Travel as a family affair: An interview with Andy Steves

Andy Steves
Andy Steves (photo courtesy of the author)
Andy Steves (photo courtesy of the author)

An interview with travel author and entrepreneur Andy Steves and an opportunity to win a copy of his new book.

Congratulations to the contest winner, Suzanne K!

Any travel enthusiast is bound to recognize the last name Steves. Author and television personality Rick Steves is well known for his insightful guidebooks, TV shows, and syndicated columns. Through his work he has shared his passion for travel with untold numbers of Americans, introducing us to Europe off the beaten track before it was trendy to “go local.”

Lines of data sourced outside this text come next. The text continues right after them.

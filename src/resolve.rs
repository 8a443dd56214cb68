//! Settings resolution: merge all layers and produce typed settings.
//!
//! Operates on pre-loaded data (`ResolveInput`) with no I/O, so the whole
//! pipeline is testable with synthetic inputs. Steps:
//!
//! 1. Validate the manifest section (if strict mode)
//! 2. Environment variables on top of the manifest, unknown names dropped.
//!    A value keeps its inferred type only if the field accepts it;
//!    otherwise it stays a string (`DRUPAL_CONFIG_PROVIDER_PATH=2024`)
//! 3. CLI overrides on top (highest priority)
//! 4. Deserialize the merged table into `C::Layer`
//! 5. Let confique fill defaults and validate required fields

use std::path::PathBuf;

use confique::Config;
use serde::Deserialize;
use toml::{Table, Value};

use crate::env;
use crate::error::OrchestratorError;
use crate::merge::deep_merge;
use crate::overrides;
use crate::validate;

/// All pre-loaded data needed to resolve settings. No I/O happens here.
pub struct ResolveInput {
    /// The manifest path and its settings section, when one was found.
    pub manifest: Option<(PathBuf, Table)>,
    /// Raw environment variable pairs (pass `std::env::vars().collect()` or synthetic data).
    pub env_vars: Vec<(String, String)>,
    /// Env var prefix (e.g. `"DRUPAL_CONFIG"`). `None` means env disabled.
    pub env_prefix: Option<String>,
    /// CLI overrides as `(dotted_key, value)` pairs.
    pub cli_overrides: Vec<(String, Value)>,
    /// Whether to reject unknown keys in the manifest section.
    pub strict: bool,
}

/// Resolve settings from pre-loaded inputs.
pub fn resolve<C: Config>(input: ResolveInput) -> Result<C, OrchestratorError>
where
    C::Layer: for<'de> Deserialize<'de>,
{
    let mut merged = Table::new();

    if let Some((path, section)) = input.manifest {
        if input.strict {
            validate::validate_unknown_keys::<C>(&section, &path)?;
        }
        merged = deep_merge(merged, section);
    }

    if let Some(prefix) = &input.env_prefix {
        let known = overrides::valid_keys(&C::META);
        let pairs: Vec<(String, Value)> = env::env_to_pairs(prefix, input.env_vars)
            .into_iter()
            .filter(|(key, _)| known.contains(key))
            .map(|(key, raw)| {
                let value = env_value::<C>(&key, raw);
                (key, value)
            })
            .collect();
        merged = deep_merge(merged, overrides::overrides_to_table(&pairs));
    }

    if !input.cli_overrides.is_empty() {
        let cli_table = overrides::overrides_to_table(&input.cli_overrides);
        merged = deep_merge(merged, cli_table);
    }

    let layer: C::Layer = Value::Table(merged)
        .try_into()
        .map_err(|e: toml::de::Error| OrchestratorError::InvalidValue {
            key: "<merged>".into(),
            reason: e.to_string(),
        })?;

    C::builder()
        .preloaded(layer)
        .load()
        .map_err(OrchestratorError::from)
}

/// Type an env var value for `key`, falling back to the raw string when the
/// settings layer rejects the inferred type.
fn env_value<C: Config>(key: &str, raw: String) -> Value
where
    C::Layer: for<'de> Deserialize<'de>,
{
    let typed = env::parse_env_value(&raw);
    if typed.is_str() {
        return typed;
    }
    let single = overrides::overrides_to_table(&[(key.to_string(), typed.clone())]);
    match Value::Table(single).try_into::<C::Layer>() {
        Ok(_) => typed,
        Err(_) => Value::String(raw),
    }
}

#[cfg(test)]
mod tests {
    use super::*;
    use crate::settings::OrchestratorSettings;

    fn empty_input() -> ResolveInput {
        ResolveInput {
            manifest: None,
            env_vars: vec![],
            env_prefix: Some("DRUPAL_CONFIG".into()),
            cli_overrides: vec![],
            strict: true,
        }
    }

    fn manifest(toml_str: &str) -> Option<(PathBuf, Table)> {
        Some(("composer.json".into(), toml_str.parse().unwrap()))
    }

    #[test]
    fn defaults_only() {
        let settings: OrchestratorSettings = resolve(empty_input()).unwrap();
        assert_eq!(settings.provider_path, PathBuf::from("config/providers"));
        assert_eq!(settings.store_path, PathBuf::from("config/sync"));
    }

    #[test]
    fn manifest_overrides_default() {
        let input = ResolveInput {
            manifest: manifest("provider_namespace = \"Acme\\\\Provider\"\n"),
            ..empty_input()
        };
        let settings: OrchestratorSettings = resolve(input).unwrap();
        assert_eq!(settings.provider_namespace, "Acme\\Provider");
        assert_eq!(settings.provider_path, PathBuf::from("config/providers"));
    }

    #[test]
    fn env_overrides_manifest() {
        let input = ResolveInput {
            manifest: manifest("provider_path = \"from/manifest\"\n"),
            env_vars: vec![("DRUPAL_CONFIG_PROVIDER_PATH".into(), "from/env".into())],
            ..empty_input()
        };
        let settings: OrchestratorSettings = resolve(input).unwrap();
        assert_eq!(settings.provider_path, PathBuf::from("from/env"));
    }

    #[test]
    fn empty_env_value_falls_through_to_manifest() {
        let input = ResolveInput {
            manifest: manifest("provider_path = \"from/manifest\"\n"),
            env_vars: vec![("DRUPAL_CONFIG_PROVIDER_PATH".into(), String::new())],
            ..empty_input()
        };
        let settings: OrchestratorSettings = resolve(input).unwrap();
        assert_eq!(settings.provider_path, PathBuf::from("from/manifest"));
    }

    #[test]
    fn numeric_env_value_for_path_stays_a_string() {
        let input = ResolveInput {
            env_vars: vec![
                ("DRUPAL_CONFIG_PROVIDER_PATH".into(), "2024".into()),
                ("DRUPAL_CONFIG_STORE_PATH".into(), "1.5".into()),
                ("DRUPAL_CONFIG_ENVIRONMENT".into(), "true".into()),
            ],
            ..empty_input()
        };
        let settings: OrchestratorSettings = resolve(input).unwrap();
        assert_eq!(settings.provider_path, PathBuf::from("2024"));
        assert_eq!(settings.store_path, PathBuf::from("1.5"));
        assert_eq!(settings.environment.as_deref(), Some("true"));
    }

    #[test]
    fn unknown_env_names_are_ignored() {
        let input = ResolveInput {
            env_vars: vec![("DRUPAL_CONFIG_SOMETHING_ELSE".into(), "x".into())],
            ..empty_input()
        };
        assert!(resolve::<OrchestratorSettings>(input).is_ok());
    }

    #[test]
    fn disabled_env_is_not_read() {
        let input = ResolveInput {
            env_vars: vec![("DRUPAL_CONFIG_STORE_PATH".into(), "elsewhere".into())],
            env_prefix: None,
            ..empty_input()
        };
        let settings: OrchestratorSettings = resolve(input).unwrap();
        assert_eq!(settings.store_path, PathBuf::from("config/sync"));
    }

    #[test]
    fn cli_overrides_everything() {
        let input = ResolveInput {
            manifest: manifest("store_path = \"manifest\"\n"),
            env_vars: vec![("DRUPAL_CONFIG_STORE_PATH".into(), "env".into())],
            cli_overrides: vec![("store_path".into(), Value::String("cli".into()))],
            ..empty_input()
        };
        let settings: OrchestratorSettings = resolve(input).unwrap();
        assert_eq!(settings.store_path, PathBuf::from("cli"));
    }

    #[test]
    fn nested_layers_merge_sparsely() {
        let input = ResolveInput {
            manifest: manifest("[log]\nformat = \"json\"\n"),
            env_vars: vec![("DRUPAL_CONFIG_LOG__LEVEL".into(), "debug".into())],
            ..empty_input()
        };
        let settings: OrchestratorSettings = resolve(input).unwrap();
        assert_eq!(settings.log.format, "json");
        assert_eq!(settings.log.level, "debug");
    }

    #[test]
    fn environment_setting_from_manifest() {
        let input = ResolveInput {
            manifest: manifest("environment = \"test\"\n"),
            ..empty_input()
        };
        let settings: OrchestratorSettings = resolve(input).unwrap();
        assert_eq!(settings.environment.as_deref(), Some("test"));
    }

    #[test]
    fn strict_rejects_unknown_manifest_key() {
        let input = ResolveInput {
            manifest: manifest("typo = 1\n"),
            ..empty_input()
        };
        let result = resolve::<OrchestratorSettings>(input);
        assert!(matches!(result, Err(OrchestratorError::UnknownKeys(_))));
    }

    #[test]
    fn lenient_allows_unknown_manifest_key() {
        let input = ResolveInput {
            manifest: manifest("typo = 1\nstore_path = \"sync\"\n"),
            strict: false,
            ..empty_input()
        };
        let settings: OrchestratorSettings = resolve(input).unwrap();
        assert_eq!(settings.store_path, PathBuf::from("sync"));
    }
}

His son Andy was at his father’s side as Rick researched new tours. In fact, Andy Steves says he “cut his teeth” on family trips to Europe each year. Now the son has picked up the torch from his father, developing a tour company and writing his own travel guide with trips and tricks he’s learned.

Andy’s new book, Andy Steves’ Europe: City-Hopping on a Budget (Avalon Travel, 2016), is written primarily for students, millennials and other young travelers—but the information between the covers will be appreciated by budget-conscious travelers of any age. After all, isn’t every traveler concerned about cost regardless of their travel style?

Andy Steves' Europe
Andy Steves’ Europe

More Time To Travel was delighted to chat with Andy Steves via email:

1) What was it like growing up in your family?

My sister and I were born into a family that travels a lot. Growing up that way tends to normalize it; we’ve never known anything else. Traveling with Rick Steves, however, is an intense experience: He cuts no one any slack, including his family. You better have long legs to match his stride. We were expected to keep up, carry our own bags, and bring a positive attitude. Whether we did it or not sometimes was a different story. But I appreciate the responsibility our family placed on us because it has led me to where I am today.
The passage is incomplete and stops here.